** What you should do **
Of all the lines in the entries below, give again exactly those starting at the line containing "if let Some(prior)" and ending at the line containing "clause.push(accept_lit);", both ends included, and no others.

Collected data

»»

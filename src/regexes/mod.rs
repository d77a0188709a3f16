/*!
The regular-language engine: automata, tracked memberships, and the `accept`/`step`
unfolding.

A regex term is compiled to an [automaton](nfa::Nfa) lazily and memoized per term.
Membership `s ∈ R` is handled by:

1. Rewriting to closed form where possible (the [rewriter](crate::rewriter) handles the
   degenerate regexes; a constant sequence is simulated directly).
2. Intersecting against any existing active membership for the same equivalence class —
   the replacement entry carries the prior literals in its dependency, and an empty
   intersection is an immediate conflict.
3. Emitting the initial-state axiom `s ∈ R → accept(s, 0, R, q₀)` over the compiled
   (ε-free) automaton.

An `accept` predicate assigned true unfolds one transition layer through `step`
predicates; each `step` asserts its guard on `nth(s, i)`, a strict length lower bound,
the successor `accept`, and the element-wise decomposition of `s` at position `i`.

Unfolding is bounded: an `accept` beyond the current depth budget forces the negation
of the `max_unfolding` assumption instead of unfolding, which surfaces in an unsat core
and prompts the outer driver to raise the budget and research.
*/

pub mod nfa;

use rustc_hash::FxHashMap;

use crate::{
    context::GenericContext,
    db::dependency::DepId,
    misc::log::targets,
    skolem,
    structures::{
        literal::Literal,
        term::{PredId, TermId},
    },
    types::err::ErrorKind,
};

use nfa::{CharPred, Nfa};

/// An active membership of a sequence in a regular language.
#[derive(Clone, Copy, Debug)]
pub struct Membership {
    /// The constrained sequence.
    pub seq: TermId,

    /// The regex term, after any intersection with prior memberships.
    pub re: TermId,

    /// The literal (or conjunction representative) the membership stems from.
    pub lit: Literal,

    /// The assumptions under which the membership holds.
    pub dep: DepId,
}

/// The automaton table, predicate interner, and active memberships.
#[derive(Default)]
pub struct RegexEngine {
    automata: FxHashMap<TermId, Nfa>,
    preds: Vec<CharPred>,
    pred_ids: FxHashMap<CharPred, PredId>,
    memberships: Vec<Membership>,
}

impl RegexEngine {
    /// Interns a character predicate.
    pub fn intern_pred(&mut self, pred: CharPred) -> PredId {
        if let Some(id) = self.pred_ids.get(&pred) {
            return *id;
        }
        let id = self.preds.len() as PredId;
        self.preds.push(pred.clone());
        self.pred_ids.insert(pred, id);
        id
    }

    /// The interned predicate.
    pub fn pred(&self, id: PredId) -> &CharPred {
        &self.preds[id as usize]
    }

    /// The compiled automaton for a regex term, if one exists.
    pub fn automaton(&self, re: TermId) -> Option<&Nfa> {
        self.automata.get(&re)
    }

    /// Memoizes a compiled automaton.
    pub fn memoize(&mut self, re: TermId, nfa: Nfa) {
        self.automata.insert(re, nfa);
    }

    /// Every tracked membership, oldest first.
    pub fn memberships(&self) -> &[Membership] {
        &self.memberships
    }

    /// The active membership for the sequence: the latest entry, as an intersection
    /// entry supersedes those it merged.
    pub fn active_for(&self, seq: TermId) -> Option<Membership> {
        self.memberships.iter().rev().find(|m| m.seq == seq).copied()
    }

    fn push_membership(&mut self, membership: Membership) {
        self.memberships.push(membership);
    }

    /// A stamp for the membership container.
    pub fn mark(&self) -> usize {
        self.memberships.len()
    }

    /// Truncates the membership container to the stamp.
    ///
    /// Automata and predicates are term-keyed memos and survive pops.
    pub fn undo_to(&mut self, mark: usize) {
        self.memberships.truncate(mark);
    }

    /// Clears search state, retaining the automaton and predicate memos.
    pub fn reset(&mut self) {
        self.memberships.clear();
    }
}

// Dedup tags for emissions from this module.
pub(crate) const TAG_INITIAL: u16 = 20;
pub(crate) const TAG_ACCEPT: u16 = 21;
pub(crate) const TAG_STEP: u16 = 22;
pub(crate) const TAG_MEMBER_EVAL: u16 = 23;

impl<R: rand::Rng + std::default::Default> GenericContext<R> {
    /// Compiles (and memoizes) the automaton for a regex term.
    pub fn ensure_automaton(&mut self, re: TermId) -> Result<(), ErrorKind> {
        if self.regexes.automaton(re).is_some() {
            return Ok(());
        }
        let nfa = nfa::compile(&self.terms, re)?;
        log::debug!(
            target: targets::AUTOMATA,
            "Compiled {} with {} states",
            self.terms.display(re),
            nfa.state_count(),
        );
        self.regexes.memoize(re, nfa);
        Ok(())
    }

    /// Tracks a membership `s ∈ R` stemming from the given literal.
    ///
    /// Fails with [ErrorKind::Regex] if the regex cannot be compiled.
    pub fn add_membership(&mut self, s: TermId, re: TermId, lit: Literal) -> Result<(), ErrorKind> {
        self.ensure_automaton(re)?;

        if self
            .regexes
            .automaton(re)
            .expect("just compiled")
            .is_empty_language()
        {
            // s ∈ ∅ is false outright.
            self.add_axiom(vec![!lit]);
            return Ok(());
        }

        // Intersect against an active membership for the same class.
        let mut support = vec![lit];
        let mut effective = re;
        if let Some(prior) = self.regexes.active_for(s) {
            if prior.re != re {
                let inter = self.terms.re_inter(prior.re, re);
                self.ensure_automaton(inter)?;
                support.push(prior.lit);
                effective = inter;
                if self
                    .regexes
                    .automaton(inter)
                    .expect("just compiled")
                    .is_empty_language()
                {
                    // The memberships are jointly unsatisfiable.
                    let clause = support.iter().map(|l| !*l).collect();
                    self.add_axiom(clause);
                    return Ok(());
                }
            } else {
                // The same membership is already tracked.
                return Ok(());
            }
        }

        let dep = self.deps.lit(lit);
        self.regexes.push_membership(Membership {
            seq: s,
            re: effective,
            lit,
            dep,
        });

        // The initial-state axiom, over the single ε-free start state.
        if self.mark_emitted((TAG_INITIAL, s, effective, 0)) {
            let start = self
                .regexes
                .automaton(effective)
                .expect("compiled above")
                .start();
            let initial = skolem::accept(&mut self.terms, s, 0, effective, start);
            let accept_lit = self.lit_of(initial, true);
            let mut clause: Vec<Literal> = support.iter().map(|l| !*l).collect();
            clause.push(accept_lit);
            self.add_axiom(clause);
        }

        // Track the sequence for length reasoning, bounded by a length budget.
        self.register_term(s);
        self.ensure_length_limit(s);
        Ok(())
    }

    /// Unfolds an `accept` predicate assigned true.
    pub fn propagate_accept(&mut self, accept_term: TermId, lit: Literal) {
        let Some((s, i, re, q)) = skolem::accept_parts(&self.terms, accept_term) else {
            return;
        };
        // The depth keys the emission: an accept refused under a lower budget unfolds
        // afresh once the driver raises it.
        if !self.mark_emitted((TAG_ACCEPT, accept_term, 0, self.max_unfolding_depth)) {
            return;
        }
        self.counters.propagate_automata += 1;

        let Some(nfa) = self.regexes.automaton(re) else {
            return;
        };

        if !nfa.is_live(q) {
            // A sink: no accepting run leaves q.
            self.add_axiom(vec![!lit]);
            return;
        }

        if i > self.max_unfolding_depth {
            // Refuse to unfold past the budget; the core will surface the budget
            // literal and the driver may raise it.
            let mu = self.ensure_max_unfolding();
            self.add_axiom(vec![!lit, !mu]);
            return;
        }

        let is_final = nfa.is_final(q);
        let transitions = nfa.transitions(q);

        let len_s = self.terms.length(s);
        let i_term = self.terms.int(i);

        let mut step_lits = Vec::with_capacity(transitions.len());
        for (q2, _) in &transitions {
            let step = skolem::step(&mut self.terms, s, i, re, q, *q2);
            step_lits.push(self.lit_of(step, true));
        }

        if is_final {
            // accept → |s| ≥ i ∧ (|s| ≤ i ∨ ⋁ step).
            let ge = self.terms.int_le(i_term, len_s);
            let ge_lit = self.lit_of(ge, true);
            self.add_axiom(vec![!lit, ge_lit]);

            let le = self.terms.int_le(len_s, i_term);
            let le_lit = self.lit_of(le, true);
            let mut clause = vec![!lit, le_lit];
            clause.extend(step_lits);
            self.add_axiom(clause);
        } else {
            // accept → |s| > i ∧ ⋁ step.
            let gt = self.terms.int_lt(i_term, len_s);
            let gt_lit = self.lit_of(gt, true);
            self.add_axiom(vec![!lit, gt_lit]);

            let mut clause = vec![!lit];
            clause.extend(step_lits);
            self.add_axiom(clause);
        }
    }

    /// Asserts the consequences of a `step` predicate assigned true.
    pub fn propagate_step(&mut self, step_term: TermId, lit: Literal) {
        let Some((s, i, re, q, q2)) = skolem::step_parts(&self.terms, step_term) else {
            return;
        };
        if !self.mark_emitted((TAG_STEP, step_term, 0, 0)) {
            return;
        }
        self.counters.propagate_automata += 1;

        let Some(nfa) = self.regexes.automaton(re) else {
            return;
        };
        let Some((_, pred)) = nfa.transitions(q).into_iter().find(|(to, _)| *to == q2) else {
            return;
        };

        // step → the guard holds at position i.
        let pred_id = self.regexes.intern_pred(pred);
        let nth = self.terms.nth_i(s, i);
        let guard = self.terms.char_in(nth, pred_id);
        let guard_lit = self.lit_of(guard, true);
        self.add_axiom(vec![!lit, guard_lit]);

        // step → |s| > i.
        let len_s = self.terms.length(s);
        let i_term = self.terms.int(i);
        let gt = self.terms.int_lt(i_term, len_s);
        let gt_lit = self.lit_of(gt, true);
        self.add_axiom(vec![!lit, gt_lit]);

        // step → accept(s, i+1, R, q').
        let next = skolem::accept(&mut self.terms, s, i + 1, re, q2);
        let next_lit = self.lit_of(next, true);
        self.add_axiom(vec![!lit, next_lit]);

        // step → s = pre(s, i) ++ unit(nth(s, i)) ++ tail(s, i), with the length facts
        // that make the decomposition usable.
        self.ensure_nth(lit, s, i);
    }

    /// Asserts `s = pre(s, i) ++ unit(nth(s, i)) ++ tail(s, i)` under the guard
    /// literal, with the lengths of the pieces.
    pub fn ensure_nth(&mut self, guard: Literal, s: TermId, i: i64) {
        let i_term = self.terms.int(i);
        let pre = skolem::pre(&mut self.terms, s, i_term);
        let nth = self.terms.nth_i(s, i);
        let unit = self.terms.unit(nth);
        let tail = skolem::tail(&mut self.terms, s, i);

        let decomposition = self.terms.concat(&[pre, unit, tail]);
        let eq = self.terms.eq(s, decomposition);
        let eq_lit = self.lit_of(eq, true);
        self.add_axiom(vec![!guard, eq_lit]);

        let len_pre = self.terms.length(pre);
        let pre_eq = self.terms.eq(len_pre, i_term);
        let pre_lit = self.lit_of(pre_eq, true);
        self.add_axiom(vec![!guard, pre_lit]);

        let len_s = self.terms.length(s);
        let len_tail = self.terms.length(tail);
        let minus_i = self.terms.int(-(i + 1));
        let expected = self.terms.add(&[len_s, minus_i]);
        let tail_eq = self.terms.eq(len_tail, expected);
        let tail_lit = self.lit_of(tail_eq, true);
        self.add_axiom(vec![!guard, tail_lit]);
    }

    /// Evaluates memberships whose sequence has become concrete, emitting a conflict
    /// clause on mismatch with the kernel assignment.
    pub fn check_memberships(&mut self) -> bool {
        let memberships = self.regexes.memberships().to_vec();
        let mut fired = false;
        for m in memberships {
            let (normal, dep) = self.canonize(m.seq);
            let Some(word) = self.terms.as_const(normal).map(|w| w.to_vec()) else {
                continue;
            };
            let key = (TAG_MEMBER_EVAL, m.seq, m.re, normal as i64);
            if !self.mark_emitted(key) {
                continue;
            }
            let accepted = match self.regexes.automaton(m.re) {
                Some(nfa) => nfa.accepts(&word),
                None => continue,
            };
            if !accepted {
                // The membership fails on the canonized word.
                let mut clause = vec![!m.lit];
                clause.extend(self.clause_tail_from_dep(dep));
                self.add_axiom(clause);
                fired = true;
            }
        }
        fired
    }

    /// The `max_unfolding` assumption for the current depth budget.
    pub fn ensure_max_unfolding(&mut self) -> Literal {
        let term = skolem::max_unfolding(&mut self.terms, self.max_unfolding_depth);
        let lit = self.lit_of(term, true);
        if !self.assumptions.contains(&lit) {
            self.assumptions.push(lit);
        }
        lit
    }

    /// The `length_limit` assumption for the sequence, with its bounding axiom.
    pub fn ensure_length_limit(&mut self, s: TermId) -> Literal {
        let k = *self
            .length_limits
            .entry(s)
            .or_insert(self.config.length_limit_init.value);
        let term = skolem::length_limit(&mut self.terms, s, k);
        let lit = self.lit_of(term, true);
        if !self.assumptions.contains(&lit) {
            self.assumptions.push(lit);
            let len_s = self.terms.length(s);
            let k_term = self.terms.int(k);
            let le = self.terms.int_le(len_s, k_term);
            let le_lit = self.lit_of(le, true);
            self.add_axiom(vec![!lit, le_lit]);
        }
        lit
    }
}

««

** Task output **
        if let Some(prior) = self.regexes.active_for(s) {
            if prior.re != re {
                let inter = self.terms.re_inter(prior.re, re);
                self.ensure_automaton(inter)?;
                support.push(prior.lit);
                effective = inter;
                if self
                    .regexes
                    .automaton(inter)
                    .expect("just compiled")
                    .is_empty_language()
                {
                    // The memberships are jointly unsatisfiable.
                    let clause = support.iter().map(|l| !*l).collect();
                    self.add_axiom(clause);
                    return Ok(());
                }
            } else {
                // The same membership is already tracked.
                return Ok(());
            }
        }

        let dep = self.deps.lit(lit);
        self.regexes.push_membership(Membership {
            seq: s,
            re: effective,
            lit,
            dep,
        });

        // The initial-state axiom, over the single ε-free start state.
        if self.mark_emitted((TAG_INITIAL, s, effective, 0)) {
            let start = self
                .regexes
                .automaton(effective)
                .expect("compiled above")
                .start();
            let initial = skolem::accept(&mut self.terms, s, 0, effective, start);
            let accept_lit = self.lit_of(initial, true);
            let mut clause: Vec<Literal> = support.iter().map(|l| !*l).collect();
            clause.push(accept_lit);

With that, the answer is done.